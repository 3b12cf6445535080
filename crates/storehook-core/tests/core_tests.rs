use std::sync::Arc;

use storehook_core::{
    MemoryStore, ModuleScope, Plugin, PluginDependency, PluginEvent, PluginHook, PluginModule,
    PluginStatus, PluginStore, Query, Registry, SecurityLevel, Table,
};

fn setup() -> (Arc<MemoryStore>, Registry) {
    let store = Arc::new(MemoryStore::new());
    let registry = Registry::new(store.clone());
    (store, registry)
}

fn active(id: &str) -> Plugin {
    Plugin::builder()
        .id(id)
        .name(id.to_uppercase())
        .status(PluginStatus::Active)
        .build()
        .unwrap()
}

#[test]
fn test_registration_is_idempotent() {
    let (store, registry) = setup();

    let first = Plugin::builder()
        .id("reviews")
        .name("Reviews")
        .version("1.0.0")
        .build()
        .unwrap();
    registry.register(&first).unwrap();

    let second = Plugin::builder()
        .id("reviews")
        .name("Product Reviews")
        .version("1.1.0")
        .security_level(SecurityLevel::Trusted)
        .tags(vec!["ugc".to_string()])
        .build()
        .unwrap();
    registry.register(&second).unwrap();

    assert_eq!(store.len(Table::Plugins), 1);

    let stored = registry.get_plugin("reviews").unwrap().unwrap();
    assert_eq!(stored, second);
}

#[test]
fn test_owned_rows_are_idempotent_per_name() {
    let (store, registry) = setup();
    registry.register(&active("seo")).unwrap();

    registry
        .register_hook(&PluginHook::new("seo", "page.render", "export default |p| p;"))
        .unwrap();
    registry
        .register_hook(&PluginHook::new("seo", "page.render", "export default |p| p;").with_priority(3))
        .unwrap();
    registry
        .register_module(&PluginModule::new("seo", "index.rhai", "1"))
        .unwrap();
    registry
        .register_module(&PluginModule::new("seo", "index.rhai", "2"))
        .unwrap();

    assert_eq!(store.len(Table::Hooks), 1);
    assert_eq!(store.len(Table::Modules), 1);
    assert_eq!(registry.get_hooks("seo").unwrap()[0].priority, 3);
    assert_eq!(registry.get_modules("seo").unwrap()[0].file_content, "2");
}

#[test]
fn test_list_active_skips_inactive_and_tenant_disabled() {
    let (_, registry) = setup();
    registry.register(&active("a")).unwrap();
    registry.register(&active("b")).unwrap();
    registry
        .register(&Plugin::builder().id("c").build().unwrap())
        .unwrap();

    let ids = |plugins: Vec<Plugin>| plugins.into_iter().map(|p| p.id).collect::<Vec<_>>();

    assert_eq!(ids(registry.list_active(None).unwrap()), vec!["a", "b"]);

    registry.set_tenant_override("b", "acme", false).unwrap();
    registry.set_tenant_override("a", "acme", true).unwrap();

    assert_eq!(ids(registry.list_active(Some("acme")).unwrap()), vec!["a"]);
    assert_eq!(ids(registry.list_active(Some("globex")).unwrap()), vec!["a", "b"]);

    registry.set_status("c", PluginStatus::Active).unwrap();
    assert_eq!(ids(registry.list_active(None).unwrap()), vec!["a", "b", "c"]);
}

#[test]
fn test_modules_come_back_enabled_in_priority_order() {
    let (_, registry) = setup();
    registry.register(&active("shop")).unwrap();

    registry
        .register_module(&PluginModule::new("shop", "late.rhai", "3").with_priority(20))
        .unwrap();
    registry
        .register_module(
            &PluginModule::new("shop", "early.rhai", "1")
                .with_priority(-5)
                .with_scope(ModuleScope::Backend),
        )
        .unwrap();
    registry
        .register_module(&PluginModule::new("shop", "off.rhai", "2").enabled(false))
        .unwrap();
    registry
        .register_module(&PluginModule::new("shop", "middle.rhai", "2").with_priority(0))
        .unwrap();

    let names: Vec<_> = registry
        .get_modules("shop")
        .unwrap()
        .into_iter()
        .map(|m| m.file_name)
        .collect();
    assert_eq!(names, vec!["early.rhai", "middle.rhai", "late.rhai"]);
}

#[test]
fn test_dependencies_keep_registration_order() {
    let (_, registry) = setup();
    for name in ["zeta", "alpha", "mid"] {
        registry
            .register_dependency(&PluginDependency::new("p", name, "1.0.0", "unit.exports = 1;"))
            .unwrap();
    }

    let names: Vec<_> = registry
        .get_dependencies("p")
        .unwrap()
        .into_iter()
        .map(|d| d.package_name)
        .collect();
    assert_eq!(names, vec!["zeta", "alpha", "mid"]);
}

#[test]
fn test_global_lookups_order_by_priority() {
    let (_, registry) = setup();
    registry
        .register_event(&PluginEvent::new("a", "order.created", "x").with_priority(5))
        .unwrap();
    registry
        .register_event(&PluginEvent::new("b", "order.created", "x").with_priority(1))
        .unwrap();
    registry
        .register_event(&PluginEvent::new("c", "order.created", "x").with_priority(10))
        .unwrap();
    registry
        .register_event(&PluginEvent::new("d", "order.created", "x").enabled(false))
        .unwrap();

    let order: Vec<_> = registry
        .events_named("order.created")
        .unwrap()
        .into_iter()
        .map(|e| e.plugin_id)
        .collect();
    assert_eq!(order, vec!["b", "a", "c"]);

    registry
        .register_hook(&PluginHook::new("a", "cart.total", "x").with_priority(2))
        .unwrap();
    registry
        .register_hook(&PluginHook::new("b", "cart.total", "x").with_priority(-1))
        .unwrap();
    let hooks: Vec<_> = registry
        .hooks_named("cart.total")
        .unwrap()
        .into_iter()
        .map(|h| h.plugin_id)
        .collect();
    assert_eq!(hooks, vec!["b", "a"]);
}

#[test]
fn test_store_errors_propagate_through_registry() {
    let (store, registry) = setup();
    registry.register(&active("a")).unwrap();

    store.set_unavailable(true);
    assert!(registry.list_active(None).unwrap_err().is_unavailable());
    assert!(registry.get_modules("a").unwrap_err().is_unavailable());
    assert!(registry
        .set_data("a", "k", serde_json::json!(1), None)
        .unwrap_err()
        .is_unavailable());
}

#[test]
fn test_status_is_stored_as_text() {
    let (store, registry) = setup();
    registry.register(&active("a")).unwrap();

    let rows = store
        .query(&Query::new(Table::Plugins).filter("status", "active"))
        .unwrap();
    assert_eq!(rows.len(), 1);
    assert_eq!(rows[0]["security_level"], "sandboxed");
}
- - - -
**Task instructions:**
Please return every line from the material above where the string "early" occurs.

**Expected output:**
            &PluginModule::new("shop", "early.rhai", "1")
    assert_eq!(names, vec!["early.rhai", "middle.rhai", "late.rhai"]);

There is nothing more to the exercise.